— MATERIALS PROVIDED —

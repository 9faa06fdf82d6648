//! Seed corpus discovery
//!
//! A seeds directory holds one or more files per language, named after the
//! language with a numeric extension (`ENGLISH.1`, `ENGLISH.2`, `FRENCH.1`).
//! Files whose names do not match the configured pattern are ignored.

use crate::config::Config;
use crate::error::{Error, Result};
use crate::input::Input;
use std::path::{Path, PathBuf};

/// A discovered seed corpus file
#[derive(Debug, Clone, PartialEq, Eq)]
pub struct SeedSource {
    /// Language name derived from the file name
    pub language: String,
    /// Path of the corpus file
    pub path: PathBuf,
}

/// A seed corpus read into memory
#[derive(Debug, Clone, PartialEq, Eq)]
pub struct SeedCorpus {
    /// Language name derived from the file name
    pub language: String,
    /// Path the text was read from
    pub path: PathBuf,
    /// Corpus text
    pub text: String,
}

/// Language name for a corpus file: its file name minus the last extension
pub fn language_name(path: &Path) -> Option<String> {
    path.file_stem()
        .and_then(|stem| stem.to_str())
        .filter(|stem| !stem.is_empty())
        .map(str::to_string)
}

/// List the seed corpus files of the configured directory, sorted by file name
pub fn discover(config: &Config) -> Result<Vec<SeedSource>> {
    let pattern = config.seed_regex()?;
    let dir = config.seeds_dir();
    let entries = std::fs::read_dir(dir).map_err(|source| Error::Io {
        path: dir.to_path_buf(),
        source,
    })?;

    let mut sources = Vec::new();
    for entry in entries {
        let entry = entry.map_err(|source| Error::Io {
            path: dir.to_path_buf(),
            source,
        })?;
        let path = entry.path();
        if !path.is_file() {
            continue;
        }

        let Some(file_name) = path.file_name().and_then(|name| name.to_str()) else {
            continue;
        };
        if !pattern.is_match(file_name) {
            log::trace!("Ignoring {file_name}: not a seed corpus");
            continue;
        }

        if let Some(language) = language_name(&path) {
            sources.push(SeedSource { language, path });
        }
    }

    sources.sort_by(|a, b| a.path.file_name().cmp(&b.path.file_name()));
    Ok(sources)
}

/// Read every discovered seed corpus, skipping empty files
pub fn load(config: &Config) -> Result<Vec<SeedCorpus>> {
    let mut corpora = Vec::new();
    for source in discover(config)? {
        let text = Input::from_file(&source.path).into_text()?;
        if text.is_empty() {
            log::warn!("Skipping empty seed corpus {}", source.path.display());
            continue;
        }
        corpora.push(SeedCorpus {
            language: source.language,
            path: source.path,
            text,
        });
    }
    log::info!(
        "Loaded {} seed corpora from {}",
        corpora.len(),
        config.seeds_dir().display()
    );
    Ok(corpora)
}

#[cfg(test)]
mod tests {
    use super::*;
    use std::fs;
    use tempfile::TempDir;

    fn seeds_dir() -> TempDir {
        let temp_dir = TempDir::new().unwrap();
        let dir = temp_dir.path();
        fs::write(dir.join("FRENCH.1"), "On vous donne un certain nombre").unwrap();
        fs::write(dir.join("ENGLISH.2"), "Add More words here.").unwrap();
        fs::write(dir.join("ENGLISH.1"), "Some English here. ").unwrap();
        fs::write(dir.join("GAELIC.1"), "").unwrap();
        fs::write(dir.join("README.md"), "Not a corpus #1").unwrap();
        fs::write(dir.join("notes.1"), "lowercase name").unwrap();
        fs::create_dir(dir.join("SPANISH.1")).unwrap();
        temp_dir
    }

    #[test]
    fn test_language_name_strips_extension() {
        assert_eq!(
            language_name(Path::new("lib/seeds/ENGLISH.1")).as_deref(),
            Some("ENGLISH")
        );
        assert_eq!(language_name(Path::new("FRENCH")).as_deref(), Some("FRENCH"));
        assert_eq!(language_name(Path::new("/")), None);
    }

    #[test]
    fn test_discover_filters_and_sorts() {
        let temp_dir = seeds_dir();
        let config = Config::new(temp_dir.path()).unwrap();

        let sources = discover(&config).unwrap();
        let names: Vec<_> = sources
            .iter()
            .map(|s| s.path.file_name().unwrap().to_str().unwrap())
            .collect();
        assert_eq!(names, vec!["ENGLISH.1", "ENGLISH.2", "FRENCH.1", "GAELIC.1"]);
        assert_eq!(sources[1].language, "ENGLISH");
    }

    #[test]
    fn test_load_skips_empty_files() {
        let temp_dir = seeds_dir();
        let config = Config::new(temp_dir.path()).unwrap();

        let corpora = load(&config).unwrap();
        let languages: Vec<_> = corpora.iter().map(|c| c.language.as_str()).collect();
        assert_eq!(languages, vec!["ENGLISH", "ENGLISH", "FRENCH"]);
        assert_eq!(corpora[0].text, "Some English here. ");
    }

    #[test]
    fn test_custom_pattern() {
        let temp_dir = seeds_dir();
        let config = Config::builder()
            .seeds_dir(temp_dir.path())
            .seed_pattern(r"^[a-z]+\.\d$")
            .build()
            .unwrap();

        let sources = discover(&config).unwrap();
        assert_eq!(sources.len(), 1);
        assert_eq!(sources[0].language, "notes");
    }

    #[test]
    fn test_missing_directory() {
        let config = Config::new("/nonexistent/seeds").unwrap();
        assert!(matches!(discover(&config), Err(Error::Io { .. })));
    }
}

— WHAT IS EXPECTED —
Every line of the records that includes the word "Some" should be gathered.

— TASK RESULT —
        let Some(file_name) = path.file_name().and_then(|name| name.to_str()) else {
        if let Some(language) = language_name(&path) {
        fs::write(dir.join("ENGLISH.1"), "Some English here. ").unwrap();
            Some("ENGLISH")
        assert_eq!(language_name(Path::new("FRENCH")).as_deref(), Some("FRENCH"));
        assert_eq!(corpora[0].text, "Some English here. ");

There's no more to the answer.